### WHAT YOU NEED TO DO:
Please copy each line below that contains the string "const".

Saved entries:
+ + +

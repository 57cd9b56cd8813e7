use super::channel::ChannelExtractor;
use super::chunk::{f32_to_s16le_bytes, AudioChunk, AudioFormat, INPUT_SAMPLE_RATE};
use cpal::{
    traits::{DeviceTrait, HostTrait, StreamTrait},
    Device, FromSample, Sample, SampleFormat, SizedSample, Stream as CpalStream,
};
use crossbeam_channel::{bounded, Receiver, RecvTimeoutError, Sender};
use rubato::{
    Resampler, SincFixedIn, SincInterpolationParameters, SincInterpolationType, WindowFunction,
};
use std::sync::{Arc, Mutex, PoisonError};
use std::thread;
use std::time::Duration;
use thiserror::Error;
use tokio_util::sync::CancellationToken;

/// Resampler input block size (in samples)
pub const CHUNK_SIZE: usize = 1280;

/// Upper bound on how long the read loop waits before re-checking cancellation.
pub const READ_CYCLE: Duration = Duration::from_millis(50);

/// Device blocks buffered between the audio callback and the read loop.
/// One second of headroom for callback periods of 5 ms or longer.
const HEADROOM_BLOCKS: usize = 200;

#[derive(Error, Debug)]
pub enum AudioCaptureError {
    #[error("Audio device error: {0}")]
    Device(String),
    #[error("Audio stream error: {0}")]
    Stream(String),
    #[error("Configuration error: {0}")]
    Config(String),
    #[error("Resampling error: {0}")]
    Resampling(String),
}

/// Receives every captured chunk, on the capture thread.
pub type ChunkConsumer = Arc<dyn Fn(AudioChunk) + Send + Sync>;

/// Audio capture configuration
#[derive(Debug, Clone)]
pub struct AudioCaptureConfig {
    /// Input device name (None = default device)
    pub device_name: Option<String>,
    /// Channel to capture (0-based index)
    pub channel: u32,
    /// Duration of each delivered chunk
    pub chunk_ms: u32,
}

impl Default for AudioCaptureConfig {
    fn default() -> Self {
        Self {
            device_name: None,
            channel: 0,
            chunk_ms: 100,
        }
    }
}

/// Audio device information
#[derive(Debug, Clone)]
pub struct AudioDeviceInfo {
    pub name: String,
    pub is_default: bool,
    pub channel_count: u32,
}

struct CaptureWorker {
    cancel: CancellationToken,
    handle: thread::JoinHandle<()>,
}

/// Microphone capture producing mono 16kHz s16le chunks.
///
/// The cpal stream lives on a dedicated thread for the whole active period;
/// `stop` cancels that thread and joins it, so the device is released by the
/// time `stop` returns.
pub struct AudioCapture {
    config: AudioCaptureConfig,
    consumer: ChunkConsumer,
    worker: Mutex<Option<CaptureWorker>>,
}

impl AudioCapture {
    pub fn new(config: AudioCaptureConfig, consumer: ChunkConsumer) -> Self {
        Self {
            config,
            consumer,
            worker: Mutex::new(None),
        }
    }

    /// Open the device and begin delivering chunks. No-op while already active.
    ///
    /// Blocks until the device is either streaming or has failed to open.
    pub fn start(&self) -> Result<(), AudioCaptureError> {
        let mut worker = self.worker.lock().unwrap_or_else(PoisonError::into_inner);
        if worker.is_some() {
            log::debug!("🎤 Capture already active");
            return Ok(());
        }

        let (ready_tx, ready_rx) = bounded(1);
        let cancel = CancellationToken::new();
        let thread_cancel = cancel.clone();
        let config = self.config.clone();
        let consumer = Arc::clone(&self.consumer);

        let handle = thread::Builder::new()
            .name("audio-capture".into())
            .spawn(move || {
                if let Err(e) = Self::run_capture_thread(config, consumer, thread_cancel, &ready_tx)
                {
                    log::error!("Audio capture thread failed: {}", e);
                    let _ = ready_tx.send(Err(e));
                }
            })
            .map_err(|e| AudioCaptureError::Stream(e.to_string()))?;

        match ready_rx.recv() {
            Ok(Ok(())) => {
                *worker = Some(CaptureWorker { cancel, handle });
                Ok(())
            }
            Ok(Err(e)) => {
                let _ = handle.join();
                Err(e)
            }
            Err(_) => {
                let _ = handle.join();
                Err(AudioCaptureError::Stream(
                    "capture thread exited before the device opened".into(),
                ))
            }
        }
    }

    /// Cancel the read loop and release the device. Returns whether capture was active.
    pub fn stop(&self) -> bool {
        let worker = self
            .worker
            .lock()
            .unwrap_or_else(PoisonError::into_inner)
            .take();

        match worker {
            Some(worker) => {
                log::debug!("🎤 Stopping audio capture");
                worker.cancel.cancel();
                if worker.handle.join().is_err() {
                    log::error!("Audio capture thread panicked");
                }
                true
            }
            None => false,
        }
    }

    pub fn is_active(&self) -> bool {
        self.worker
            .lock()
            .unwrap_or_else(PoisonError::into_inner)
            .is_some()
    }

    /// Internal function that runs in the CPAL thread
    fn run_capture_thread(
        config: AudioCaptureConfig,
        consumer: ChunkConsumer,
        cancel: CancellationToken,
        ready: &Sender<Result<(), AudioCaptureError>>,
    ) -> Result<(), AudioCaptureError> {
        let host = cpal::default_host();
        log::info!("🎤 Initializing audio capture with host: {:?}", host.id());

        let device = match &config.device_name {
            Some(name) => host
                .input_devices()
                .map_err(|e| AudioCaptureError::Device(e.to_string()))?
                .find(|d| d.name().map(|n| n == *name).unwrap_or(false))
                .ok_or_else(|| AudioCaptureError::Device(format!("Device not found: {}", name)))?,
            None => host
                .default_input_device()
                .ok_or_else(|| AudioCaptureError::Device("No default input device found".into()))?,
        };

        log::info!("🎤 Using input device: {:?}", device.name());

        let supported_config = match Self::select_input_config(&device, config.channel) {
            Ok(config) => config,
            Err(err) => {
                log::warn!(
                    "⚠️  Failed to select preferred input config: {}. Falling back to default input config.",
                    err
                );
                device
                    .default_input_config()
                    .map_err(|e| AudioCaptureError::Config(e.to_string()))?
            }
        };

        let stream_config = supported_config.config();
        let hardware_rate = stream_config.sample_rate.0;
        let extractor =
            ChannelExtractor::new(config.channel as usize, stream_config.channels as usize)?;

        log::info!(
            "🎤 Hardware: {}Hz, {} channels, {:?} → Output: 16kHz mono s16le",
            hardware_rate,
            stream_config.channels,
            supported_config.sample_format()
        );

        let mut assembler = ChunkAssembler::new(hardware_rate, config.chunk_ms, consumer)?;
        let (block_tx, block_rx) = bounded::<Vec<f32>>(HEADROOM_BLOCKS);

        let stream = match supported_config.sample_format() {
            SampleFormat::I16 => {
                Self::create_input_stream::<i16>(&device, &stream_config, extractor, block_tx)?
            }
            SampleFormat::U16 => {
                Self::create_input_stream::<u16>(&device, &stream_config, extractor, block_tx)?
            }
            SampleFormat::F32 => {
                Self::create_input_stream::<f32>(&device, &stream_config, extractor, block_tx)?
            }
            other => {
                return Err(AudioCaptureError::Config(format!(
                    "Unsupported sample format: {:?}",
                    other
                )))
            }
        };

        stream
            .play()
            .map_err(|e| AudioCaptureError::Stream(e.to_string()))?;

        let _ = ready.send(Ok(()));
        log::info!("🎤 Audio capture started");

        Self::read_loop(&block_rx, &mut assembler, &cancel);

        // Release the device before delivering the tail
        drop(stream);
        assembler.flush();
        log::info!("🎤 Audio capture stopped, device released");
        Ok(())
    }

    fn read_loop(
        blocks: &Receiver<Vec<f32>>,
        assembler: &mut ChunkAssembler,
        cancel: &CancellationToken,
    ) {
        loop {
            if cancel.is_cancelled() {
                break;
            }
            match blocks.recv_timeout(READ_CYCLE) {
                Ok(block) => assembler.push(&block),
                Err(RecvTimeoutError::Timeout) => continue,
                Err(RecvTimeoutError::Disconnected) => {
                    log::warn!("🎤 Audio stream ended unexpectedly");
                    break;
                }
            }
        }
    }

    fn select_input_config(
        device: &Device,
        channel: u32,
    ) -> Result<cpal::SupportedStreamConfig, AudioCaptureError> {
        let configs = device
            .supported_input_configs()
            .map_err(|e| AudioCaptureError::Config(e.to_string()))?;

        let mut best: Option<(u8, u32, cpal::SupportedStreamConfig)> = None;

        for range in configs {
            if channel >= range.channels() as u32 {
                continue;
            }

            let format_rank = match range.sample_format() {
                SampleFormat::I16 => 0,
                SampleFormat::F32 => 1,
                SampleFormat::U16 => 2,
                _ => continue,
            };

            let rate =
                INPUT_SAMPLE_RATE.clamp(range.min_sample_rate().0, range.max_sample_rate().0);
            let rate_diff = rate.abs_diff(INPUT_SAMPLE_RATE);

            let better = match &best {
                None => true,
                Some((rank, diff, _)) => {
                    rate_diff < *diff || (rate_diff == *diff && format_rank < *rank)
                }
            };
            if better {
                let config = range.with_sample_rate(cpal::SampleRate(rate));
                best = Some((format_rank, rate_diff, config));
            }
        }

        best.map(|(_, _, config)| config).ok_or_else(|| {
            AudioCaptureError::Config("No supported input configs found".to_string())
        })
    }

    fn create_input_stream<T>(
        device: &Device,
        config: &cpal::StreamConfig,
        extractor: ChannelExtractor,
        sender: Sender<Vec<f32>>,
    ) -> Result<CpalStream, AudioCaptureError>
    where
        T: Sample + SizedSample + Send + Sync + 'static,
        f32: FromSample<T>,
    {
        device
            .build_input_stream(
                config,
                move |data: &[T], _| {
                    let mut block = Vec::with_capacity(data.len());
                    extractor.extract_into(data, &mut block, f32::from_sample);
                    if !block.is_empty() && sender.try_send(block).is_err() {
                        log::warn!("🎤 Capture backlog full, dropping block");
                    }
                },
                move |err| log::error!("Audio stream error: {}", err),
                None,
            )
            .map_err(|e| AudioCaptureError::Stream(e.to_string()))
    }

    /// List available input devices
    pub fn list_devices() -> Result<Vec<AudioDeviceInfo>, AudioCaptureError> {
        let host = cpal::default_host();
        let devices = host
            .input_devices()
            .map_err(|e| AudioCaptureError::Device(e.to_string()))?;

        let default_name = host.default_input_device().and_then(|d| d.name().ok());

        let mut infos = Vec::new();
        for device in devices {
            let name = device
                .name()
                .map_err(|e| AudioCaptureError::Device(e.to_string()))?;
            let channel_count = match device.default_input_config() {
                Ok(config) => config.channels() as u32,
                Err(e) => {
                    log::debug!("Skipping input device {}: {}", name, e);
                    continue;
                }
            };

            infos.push(AudioDeviceInfo {
                is_default: default_name.as_ref() == Some(&name),
                name,
                channel_count,
            });
        }

        Ok(infos)
    }
}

+ + +

### RESPONSE FOR THIS EXERCISE:
pub const CHUNK_SIZE: usize = 1280;
pub const READ_CYCLE: Duration = Duration::from_millis(50);
const HEADROOM_BLOCKS: usize = 200;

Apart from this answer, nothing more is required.